→ Exercise
Starting with the first line and ending with the one that holds "lease time, e.g.", retype the entries exactly.

BEGIN Exercise data

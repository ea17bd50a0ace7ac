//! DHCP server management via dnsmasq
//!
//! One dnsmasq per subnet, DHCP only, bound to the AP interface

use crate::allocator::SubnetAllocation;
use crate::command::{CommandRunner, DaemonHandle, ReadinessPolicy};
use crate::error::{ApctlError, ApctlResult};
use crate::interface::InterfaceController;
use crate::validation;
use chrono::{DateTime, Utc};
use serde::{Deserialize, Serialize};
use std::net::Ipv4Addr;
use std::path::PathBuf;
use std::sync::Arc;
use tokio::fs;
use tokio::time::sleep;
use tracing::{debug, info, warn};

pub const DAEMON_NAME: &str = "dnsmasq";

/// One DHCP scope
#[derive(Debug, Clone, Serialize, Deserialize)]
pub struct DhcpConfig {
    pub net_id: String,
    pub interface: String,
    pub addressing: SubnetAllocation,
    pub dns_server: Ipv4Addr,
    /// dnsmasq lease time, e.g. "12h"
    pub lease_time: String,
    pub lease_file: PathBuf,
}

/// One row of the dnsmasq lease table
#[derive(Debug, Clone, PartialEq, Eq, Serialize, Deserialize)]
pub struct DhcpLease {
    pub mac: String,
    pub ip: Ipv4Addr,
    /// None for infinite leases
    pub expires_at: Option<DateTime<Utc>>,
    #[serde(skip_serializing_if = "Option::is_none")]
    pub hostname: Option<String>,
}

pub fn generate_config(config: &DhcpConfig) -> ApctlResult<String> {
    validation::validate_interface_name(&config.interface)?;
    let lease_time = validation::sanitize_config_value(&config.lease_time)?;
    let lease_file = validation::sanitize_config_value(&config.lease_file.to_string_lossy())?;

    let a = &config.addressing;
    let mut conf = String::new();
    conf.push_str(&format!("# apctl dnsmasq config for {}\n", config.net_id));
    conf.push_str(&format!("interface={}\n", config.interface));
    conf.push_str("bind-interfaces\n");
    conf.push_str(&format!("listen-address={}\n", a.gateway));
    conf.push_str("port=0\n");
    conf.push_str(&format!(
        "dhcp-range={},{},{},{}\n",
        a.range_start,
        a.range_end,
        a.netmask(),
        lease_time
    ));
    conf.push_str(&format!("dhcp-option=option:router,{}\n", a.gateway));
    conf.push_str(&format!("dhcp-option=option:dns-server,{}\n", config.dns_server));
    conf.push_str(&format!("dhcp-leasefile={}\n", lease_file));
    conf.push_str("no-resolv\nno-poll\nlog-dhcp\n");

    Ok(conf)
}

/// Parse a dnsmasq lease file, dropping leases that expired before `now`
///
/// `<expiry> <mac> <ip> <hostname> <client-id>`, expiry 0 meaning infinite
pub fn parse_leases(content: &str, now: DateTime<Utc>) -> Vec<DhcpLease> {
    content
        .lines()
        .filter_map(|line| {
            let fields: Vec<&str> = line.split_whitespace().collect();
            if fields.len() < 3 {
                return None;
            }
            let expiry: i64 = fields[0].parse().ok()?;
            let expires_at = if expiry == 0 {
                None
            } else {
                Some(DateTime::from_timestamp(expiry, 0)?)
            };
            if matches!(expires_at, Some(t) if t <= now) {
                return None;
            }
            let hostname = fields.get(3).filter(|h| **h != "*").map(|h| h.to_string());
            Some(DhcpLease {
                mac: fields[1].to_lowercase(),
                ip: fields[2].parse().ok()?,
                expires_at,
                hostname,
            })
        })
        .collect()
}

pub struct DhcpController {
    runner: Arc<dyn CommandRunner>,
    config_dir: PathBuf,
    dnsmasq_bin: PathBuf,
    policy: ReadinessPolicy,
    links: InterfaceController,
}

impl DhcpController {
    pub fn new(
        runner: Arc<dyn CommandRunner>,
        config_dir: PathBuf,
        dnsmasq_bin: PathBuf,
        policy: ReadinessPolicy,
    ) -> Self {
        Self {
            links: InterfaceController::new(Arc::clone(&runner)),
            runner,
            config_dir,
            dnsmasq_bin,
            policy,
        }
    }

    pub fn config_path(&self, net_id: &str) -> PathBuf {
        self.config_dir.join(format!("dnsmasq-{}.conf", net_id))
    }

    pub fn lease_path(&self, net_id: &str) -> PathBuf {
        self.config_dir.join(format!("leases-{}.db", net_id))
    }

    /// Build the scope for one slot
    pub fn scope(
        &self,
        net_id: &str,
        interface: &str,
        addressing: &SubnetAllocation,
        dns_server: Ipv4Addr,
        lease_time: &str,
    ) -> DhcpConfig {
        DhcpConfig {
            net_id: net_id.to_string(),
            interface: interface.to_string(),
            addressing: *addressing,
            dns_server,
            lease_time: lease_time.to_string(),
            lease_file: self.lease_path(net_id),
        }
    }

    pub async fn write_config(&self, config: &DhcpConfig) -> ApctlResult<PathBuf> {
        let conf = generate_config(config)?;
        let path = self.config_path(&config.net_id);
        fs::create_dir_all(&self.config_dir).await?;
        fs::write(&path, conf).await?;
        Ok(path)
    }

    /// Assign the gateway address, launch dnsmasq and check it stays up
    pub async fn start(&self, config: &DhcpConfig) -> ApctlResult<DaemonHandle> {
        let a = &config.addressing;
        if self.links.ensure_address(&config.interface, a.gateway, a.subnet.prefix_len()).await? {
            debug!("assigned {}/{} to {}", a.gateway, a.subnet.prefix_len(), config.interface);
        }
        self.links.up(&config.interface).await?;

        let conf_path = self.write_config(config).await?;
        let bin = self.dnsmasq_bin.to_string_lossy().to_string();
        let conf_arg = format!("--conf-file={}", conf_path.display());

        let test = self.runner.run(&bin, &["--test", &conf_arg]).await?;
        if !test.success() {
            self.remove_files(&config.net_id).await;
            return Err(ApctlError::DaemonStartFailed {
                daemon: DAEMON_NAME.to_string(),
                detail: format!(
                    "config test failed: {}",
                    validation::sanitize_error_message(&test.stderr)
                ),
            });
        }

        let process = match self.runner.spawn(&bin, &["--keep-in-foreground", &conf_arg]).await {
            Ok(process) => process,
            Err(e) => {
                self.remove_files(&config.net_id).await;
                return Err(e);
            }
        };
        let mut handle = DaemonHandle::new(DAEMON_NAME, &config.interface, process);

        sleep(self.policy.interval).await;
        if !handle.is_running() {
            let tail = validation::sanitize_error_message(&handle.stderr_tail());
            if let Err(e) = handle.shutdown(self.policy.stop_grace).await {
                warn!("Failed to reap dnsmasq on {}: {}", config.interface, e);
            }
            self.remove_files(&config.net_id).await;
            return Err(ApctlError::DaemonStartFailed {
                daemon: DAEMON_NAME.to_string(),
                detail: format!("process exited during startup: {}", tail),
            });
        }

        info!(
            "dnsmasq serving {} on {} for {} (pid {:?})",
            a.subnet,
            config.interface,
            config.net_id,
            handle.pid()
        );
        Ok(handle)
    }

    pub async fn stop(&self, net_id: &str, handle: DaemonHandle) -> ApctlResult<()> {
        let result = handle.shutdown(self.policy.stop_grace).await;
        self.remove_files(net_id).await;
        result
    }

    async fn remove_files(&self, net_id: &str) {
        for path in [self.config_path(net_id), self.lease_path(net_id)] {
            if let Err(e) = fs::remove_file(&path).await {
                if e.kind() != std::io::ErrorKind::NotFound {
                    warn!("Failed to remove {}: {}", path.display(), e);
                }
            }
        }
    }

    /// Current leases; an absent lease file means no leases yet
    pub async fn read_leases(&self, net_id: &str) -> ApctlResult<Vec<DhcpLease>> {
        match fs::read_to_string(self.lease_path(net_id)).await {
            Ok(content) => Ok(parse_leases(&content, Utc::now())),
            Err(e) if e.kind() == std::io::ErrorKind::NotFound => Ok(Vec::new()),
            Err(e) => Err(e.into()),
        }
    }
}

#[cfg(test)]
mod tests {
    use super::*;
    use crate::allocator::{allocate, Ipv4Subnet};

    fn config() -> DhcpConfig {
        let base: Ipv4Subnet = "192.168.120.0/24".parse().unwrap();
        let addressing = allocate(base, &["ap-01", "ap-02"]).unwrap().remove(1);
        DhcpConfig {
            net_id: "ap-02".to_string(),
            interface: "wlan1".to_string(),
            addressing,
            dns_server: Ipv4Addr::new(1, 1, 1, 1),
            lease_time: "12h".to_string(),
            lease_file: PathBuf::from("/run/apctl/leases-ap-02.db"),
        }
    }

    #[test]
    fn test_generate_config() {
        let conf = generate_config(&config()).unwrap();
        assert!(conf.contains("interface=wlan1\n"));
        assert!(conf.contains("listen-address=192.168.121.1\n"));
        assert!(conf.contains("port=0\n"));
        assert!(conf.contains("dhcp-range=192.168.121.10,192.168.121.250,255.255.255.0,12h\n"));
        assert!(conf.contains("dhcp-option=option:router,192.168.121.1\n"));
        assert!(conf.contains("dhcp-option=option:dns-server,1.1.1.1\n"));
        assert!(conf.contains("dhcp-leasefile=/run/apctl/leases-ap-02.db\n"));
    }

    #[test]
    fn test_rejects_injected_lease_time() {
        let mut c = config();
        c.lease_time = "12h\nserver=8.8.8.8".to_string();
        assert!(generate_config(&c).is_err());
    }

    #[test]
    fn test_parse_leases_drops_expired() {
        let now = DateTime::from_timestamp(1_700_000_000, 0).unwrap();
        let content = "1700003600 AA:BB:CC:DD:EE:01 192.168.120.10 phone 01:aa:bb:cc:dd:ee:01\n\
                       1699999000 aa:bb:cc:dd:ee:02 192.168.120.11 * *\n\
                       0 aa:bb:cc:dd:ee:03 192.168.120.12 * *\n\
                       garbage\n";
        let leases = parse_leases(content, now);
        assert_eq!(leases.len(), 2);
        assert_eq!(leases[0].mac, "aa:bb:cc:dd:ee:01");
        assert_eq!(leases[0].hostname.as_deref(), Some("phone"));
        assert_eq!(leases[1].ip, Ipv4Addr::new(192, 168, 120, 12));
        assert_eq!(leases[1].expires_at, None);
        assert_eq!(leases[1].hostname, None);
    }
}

END Exercise data

→ Expected output
repository ea17bd50a0ace7ac
//! DHCP server management via dnsmasq
//!
//! One dnsmasq per subnet, DHCP only, bound to the AP interface

use crate::allocator::SubnetAllocation;
use crate::command::{CommandRunner, DaemonHandle, ReadinessPolicy};
use crate::error::{ApctlError, ApctlResult};
use crate::interface::InterfaceController;
use crate::validation;
use chrono::{DateTime, Utc};
use serde::{Deserialize, Serialize};
use std::net::Ipv4Addr;
use std::path::PathBuf;
use std::sync::Arc;
use tokio::fs;
use tokio::time::sleep;
use tracing::{debug, info, warn};

pub const DAEMON_NAME: &str = "dnsmasq";

/// One DHCP scope
#[derive(Debug, Clone, Serialize, Deserialize)]
pub struct DhcpConfig {
    pub net_id: String,
    pub interface: String,
    pub addressing: SubnetAllocation,
    pub dns_server: Ipv4Addr,
    /// dnsmasq lease time, e.g. "12h"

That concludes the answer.